The automotive and surveillance industries represent other major markets for Aptina’s sensors. Major international auto brands like Daihatsu and Volvo employ Aptina designs for applications like backup cameras that help with parking and ensure safe reverse motion. Aptina estimates its customers will be building up to 25 million backup camera systems annually by 2011, potentially reducing backover accidents by about 20,000 per year. The company also has partnerships within the field of network surveillance, designing imaging technology that can spot cheating in casinos or intruders in unauthorized areas.
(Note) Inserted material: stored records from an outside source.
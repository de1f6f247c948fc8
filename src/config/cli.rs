use clap::{Parser, Subcommand};
use std::path::PathBuf;

use crate::mode::{StreamMode, Transport};

#[derive(Parser)]
#[command(name = "tap-rec")]
#[command(about = "Record touch and hardware-key input from a remote Android device")]
#[command(version)]
pub struct Cli {
    #[command(subcommand)]
    pub command: Option<Command>,

    /// Transport used to reach the device (adb, ssh)
    #[arg(long, value_parser = clap::value_parser!(Transport))]
    pub transport: Option<Transport>,

    /// adb device serial
    #[arg(long, env = "TAPREC_SERIAL")]
    pub serial: Option<String>,

    /// Path to the adb executable
    #[arg(long)]
    pub adb: Option<PathBuf>,

    /// SSH host (IP or hostname)
    #[arg(long, env = "TAPREC_HOST")]
    pub host: Option<String>,

    /// SSH port
    #[arg(long)]
    pub port: Option<u16>,

    /// SSH user
    #[arg(long)]
    pub user: Option<String>,

    /// SSH key path for authentication
    #[arg(long)]
    pub key_path: Option<String>,

    /// SSH password (if set, key_path is ignored)
    #[arg(long, env = "TAPREC_PASSWORD")]
    pub password: Option<String>,

    /// Event stream mode (multi, single)
    #[arg(long, value_parser = clap::value_parser!(StreamMode))]
    pub mode: Option<StreamMode>,

    /// Use raw hex getevent output instead of symbolic labels
    #[arg(long)]
    pub no_labels: bool,

    /// getevent binary on the device
    #[arg(long)]
    pub getevent: Option<String>,

    /// Keep the discovered devices across sessions instead of re-running discovery
    #[arg(long)]
    pub reuse_discovery: bool,

    /// Path to config file
    #[arg(long, env = "TAPREC_CONFIG")]
    pub config: Option<PathBuf>,
}

#[derive(Subcommand)]
pub enum Command {
    /// Record input events and print them as JSON lines (default)
    Record {
        /// Stop after this many seconds
        #[arg(long)]
        seconds: Option<u64>,
    },
    /// Run device discovery and print the selected devices
    Devices,
    /// Dump raw event stream lines for debugging
    Dump,
}
//! Tokenizer for `getevent` output lines.
//!
//! Two stages: [`split_device`] peels off the optional timestamp and
//! `/dev/input/eventN:` prefix so lines from unselected devices can be dropped
//! early, then [`tokenize`] classifies the remainder. Labeled lines
//! (`EV_ABS ABS_MT_POSITION_X 000001f4`) are recognised by their `EV_` token;
//! anything else falls back to reading the last three tokens as
//! `type code value` in hex (`0003 0035 000001f4`).

use super::event::{code_from_label, EventKind};

/// A recognised `(type, code, value)` triple.
#[derive(Debug, Clone, Copy, PartialEq, Eq)]
pub struct RawEvent {
    pub kind: EventKind,
    pub code: u16,
    pub value: i32,
}

/// Split a line into its device-path prefix (without the trailing `:`) and
/// the rest. A `getevent -t` timestamp (`[  1234.567890]`) is skipped.
pub fn split_device(line: &str) -> (Option<&str>, &str) {
    let mut rest = line.trim();
    if rest.starts_with('[') {
        if let Some(end) = rest.find(']') {
            rest = rest[end + 1..].trim_start();
        }
    }

    let first = rest.split_whitespace().next().unwrap_or("");
    match first.strip_suffix(':') {
        Some(path) if !path.is_empty() => (Some(path), rest[first.len()..].trim_start()),
        _ => (None, rest),
    }
}

/// Classify the body of a line. `None` means the line carries no usable
/// event and should be skipped.
pub fn tokenize(body: &str) -> Option<RawEvent> {
    let tokens: Vec<&str> = body.split_whitespace().collect();

    match tokens.iter().position(|t| t.starts_with("EV_")) {
        Some(idx) => parse_labeled(&tokens[idx..]),
        None => parse_raw_hex(&tokens),
    }
}

fn parse_labeled(tokens: &[&str]) -> Option<RawEvent> {
    let [ty, code, value, ..] = tokens else {
        return None;
    };
    let kind = EventKind::from_label(ty)?;
    let code = code_from_label(code).or_else(|| parse_hex_u16(code))?;
    let value = match *value {
        "DOWN" => 1,
        "UP" => 0,
        other => parse_hex_i32(other)?,
    };
    Some(RawEvent { kind, code, value })
}

fn parse_raw_hex(tokens: &[&str]) -> Option<RawEvent> {
    let [.., ty, code, value] = tokens else {
        return None;
    };
    let ty = parse_hex_u16(ty)?;
    let code = parse_hex_u16(code)?;
    let value = parse_hex_i32(value)?;
    let kind = EventKind::from_raw(ty)?;
    Some(RawEvent { kind, code, value })
}

fn is_hex(token: &str) -> bool {
    !token.is_empty() && token.bytes().all(|b| b.is_ascii_hexdigit())
}

fn parse_hex_u16(token: &str) -> Option<u16> {
    if !is_hex(token) {
        return None;
    }
    u16::from_str_radix(token, 16).ok()
}

/// Values are printed as 32-bit hex, so `ffffffff` is -1.
fn parse_hex_i32(token: &str) -> Option<i32> {
    if !is_hex(token) {
        return None;
    }
    u32::from_str_radix(token, 16).ok().map(|v| v as i32)
}
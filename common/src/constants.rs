use chrono::Duration;
use once_cell::sync::Lazy;

/// Lifetime of an issued session token.
pub static TOKEN_DURATION: Lazy<Duration> = Lazy::new(|| Duration::hours(2));

pub const DEFAULT_FRONTEND: &str = "http://localhost:5173";
pub const DEFAULT_BACKEND: &str = "http://localhost:5000";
Last year, Aptina became a stand-alone company, and while Photobit once saw 1 million sensors shipped as a major milestone, says Panicacci, Aptina often ships over 1 million sensors a day. As demand rises for high-end capabilities like HD imaging and the market for camera products booms, Aptina’s NASA-developed technology should play an even greater role in products benefiting the public every day. Research by the International Data Corporation, an independent market research company, predicts annual sales of more than 1 billion camera phones beginning in 2010, all featuring one or more CMOS-APS cameras.
HiSPi™ is a trademark of Aptina Imaging Corporation. PillCam® is a registered trademark of Given Imaging Ltd.